7 DECEMBER 2002, Page 59

Radio

State control

Michael Vestey

Every century has its social reformers and there's little doubt that the greatest of the 20th century was Sir William Beveridge, whose report in 1942 laid the foundations of what we call the welfare state. He was the subject of The Archive Hour: The Beveridge Inherirance on Radio Four (Saturday) presented by an expert in this area, the Labour MP Frank Field, a selfconfessed admirer of Beveridge.

Using crackly archive clips from the period, he took us through Beveridge's early career. As an academic at Oxford, Beveridge became interested in poverty amidst so much wealth, deciding to become a social scientist. Field played a 1940s radio reconstruction of an encounter between Beveridge and an unemployed man in London who spoke of walking miles every day in search of work. Beveridge asks the man, 'But isn't there anywhere to go where'll you'll be told there is work going? It's unbelievable. We have stock exchanges, exchanges for meat, for corn, for every commodity, but labour, the kingpin of them all has to be hawked from door to door. An exchange for labour, that's what's needed, an employment exchange.'

He became sub-warden of Toynbee Hall in the East End of London where residents, the poor, were expected to work and play a part in the local community. He studied unemployment before the first world war and later became a civil servant in the Lloyd George government, implementing the administration of labour exchanges.

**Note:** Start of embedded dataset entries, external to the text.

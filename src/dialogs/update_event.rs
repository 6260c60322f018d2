use super::activity::Activity;
use super::engine::{step_at, StepContext, StepOutcome, Waterfall};
use super::shared::{
    after_get_auth_token, find_target_event, get_auth_token, require_token, resume_auth_token,
    resume_confirmation, resume_target_choice,
};
use super::state::{DialogId, StepValue};
use crate::error::{dialog_error, BotResult};
use crate::utils::time::{format_time, parse_start};
use async_trait::async_trait;
use rust_i18n::t;
use tracing::info;

#[derive(Debug, Clone, Copy, PartialEq, Eq)]
enum Step {
    GetAuthToken,
    AfterGetAuthToken,
    FindTargetEvent,
    CollectNewStart,
    ConfirmBeforeUpdate,
    UpdateEvent,
}

const STEPS: [Step; 6] = [
    Step::GetAuthToken,
    Step::AfterGetAuthToken,
    Step::FindTargetEvent,
    Step::CollectNewStart,
    Step::ConfirmBeforeUpdate,
    Step::UpdateEvent,
];

/// Moves an upcoming meeting to a new start time
pub struct UpdateEventDialog;

impl UpdateEventDialog {
    fn collect_new_start(&self, sc: &mut StepContext<'_>) -> BotResult<StepOutcome> {
        if sc.session.new_start.is_some() {
            return Ok(StepOutcome::Next(StepValue::None));
        }
        let title = sc
            .session
            .target_event
            .as_ref()
            .map(|e| e.title.clone())
            .ok_or_else(|| dialog_error("No event picked for update"))?;
        Ok(StepOutcome::Prompt(Activity::Message(
            t!("update_ask_start", title = title).to_string(),
        )))
    }

    fn fill_new_start(&self, sc: &mut StepContext<'_>, answer: &str) -> StepOutcome {
        let now = sc.now();
        match parse_start(answer, now, sc.tz()) {
            Some(start) if start > now => {
                sc.session.new_start = Some(start);
                StepOutcome::Next(StepValue::None)
            }
            Some(_) => StepOutcome::Prompt(Activity::Message(t!("create_start_in_past").to_string())),
            None => StepOutcome::Prompt(Activity::Message(t!("create_start_retry").to_string())),
        }
    }

    fn confirm_before_update(&self, sc: &mut StepContext<'_>) -> BotResult<StepOutcome> {
        let (Some(event), Some(start)) = (sc.session.target_event.as_ref(), sc.session.new_start) else {
            return Err(dialog_error("Update confirmation without event or start"));
        };
        let message = t!(
            "update_confirm",
            title = event.title,
            time = format_time(start, sc.tz())
        )
        .to_string();
        Ok(StepOutcome::Prompt(Activity::Message(message)))
    }

    async fn update_event(&self, sc: &mut StepContext<'_>) -> BotResult<StepOutcome> {
        let token = require_token(sc)?;
        let (Some(event), Some(start)) = (sc.session.target_event.clone(), sc.session.new_start) else {
            return Err(dialog_error("Update without event or start"));
        };

        let updated = sc
            .services
            .calendar
            .update_event_start(&token, sc.session.event_source, &event, start)
            .await?;
        info!("Moved event {} for user {}", updated.id, sc.user_id());

        let message = t!(
            "update_done",
            title = updated.title,
            time = format_time(updated.start, sc.tz())
        );
        sc.say(message);
        let time_zone = sc.session.time_zone.clone();
        sc.send(Activity::EventCard {
            join_button: updated.online_meeting_url.is_some(),
            event: updated,
            time_zone,
        });
        sc.session.clear();
        Ok(StepOutcome::End(StepValue::Done(true)))
    }
}

#[async_trait]
impl Waterfall for UpdateEventDialog {
    fn id(&self) -> DialogId {
        DialogId::UpdateEvent
    }

    fn step_count(&self) -> usize {
        STEPS.len()
    }

    async fn run_step(
        &self,
        step: usize,
        sc: &mut StepContext<'_>,
        value: StepValue,
    ) -> BotResult<StepOutcome> {
        match step_at(&STEPS, step, self.id())? {
            Step::GetAuthToken => get_auth_token(sc).await,
            Step::AfterGetAuthToken => Ok(after_get_auth_token(sc, value)),
            Step::FindTargetEvent => find_target_event(sc).await,
            Step::CollectNewStart => self.collect_new_start(sc),
            Step::ConfirmBeforeUpdate => self.confirm_before_update(sc),
            Step::UpdateEvent => self.update_event(sc).await,
        }
    }

    async fn resume(
        &self,
        step: usize,
        sc: &mut StepContext<'_>,
        input: StepValue,
    ) -> BotResult<StepOutcome> {
        match step_at(&STEPS, step, self.id())? {
            Step::GetAuthToken => Ok(resume_auth_token(input)),
            Step::FindTargetEvent => Ok(resume_target_choice(sc, &input)),
            Step::CollectNewStart => {
                let answer = input.as_text().unwrap_or_default();
                Ok(self.fill_new_start(sc, answer))
            }
            Step::ConfirmBeforeUpdate => resume_confirmation(sc).await,
            Step::AfterGetAuthToken | Step::UpdateEvent => Ok(StepOutcome::Next(input)),
        }
    }
}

He became friendly with Winston Churchill, who was something of a social reformer himself. Beveridge came up with the idea of wartime rationing to solve the problem of food shortages. During his years as director of the London School of Economics from 1919 to 1937, whenever the government of the day wanted a report, Beveridge was summoned.

In the early part of the second world war, the Minister of Labour, Ernest Bevin, the former trade union leader who later became foreign secretary in the Attlee government, began to dislike Beveridge and put him in charge of a short-term review of welfare, It produced the Beveridge Report, which people queued to read and which proposed National Insurance for state pensions, cash benefits, children's allowances and a scheme of medical treatment for everybody, all of which remain today.

Churchill, though, knew it couldn't be afforded during the war and a version of it wasn't implemented until Attlee became prime minister in 1945. It was regarded as the postwar settlement, a means of ending the poverty and unemployment of the prewar years and in the short term, during the full employment of the 1950s, it worked. But, as with all state projects, how it grew.

Later, Beveridge came to loathe the expression 'welfare state', and in a radio interview said, 'I take every possible opportunity in denying the authorship of the welfare state. I believe in welfare but the welfare state suggests that all you have to do to get welfare is to vote the right way at an election and get it from the state. To me, welfare depends on the right division of the responsibilities of the state and of the individual and therefore I never used the term, welfare state.' One wonders what he would have made of the later dependence on the welfare state and the rising taxation needed to pay for it. Sixty years on the government is still using it to buy votes and struggling to finance it. Any attempt to reform it for the better is still met by fierce opposition from the labour movement. I suspect he would have been alarmed.

Field himself was brought into the gov

ernment to think the unthinkable about welfare only to find that no one else wanted to. As a result of Beveridge, he said. Britain became a different place from that of the 1920s. The taint of charity was removed from welfare. He thought the National Health Service remained the most cost-effective system in the world, though, he added hastily, it needed bringing up to date. It was one issue, he noted, for which the electorate was prepared to go to the stake to preserve. He also felt governments had failed to uprate these benefits so that they maintain their real value.

Few other countries, though, would copy the NHS in its present form. Listening to the archive interviews with the leading figures of the time was a reminder that it was a period when the state thought it knew best. There was an interregnum of the Thatcher governments when the state didn't want to do everything, but that now seems to have gone. The state has been revived under this government and meaningful reform of the welfare and the NHS seems further away than ever.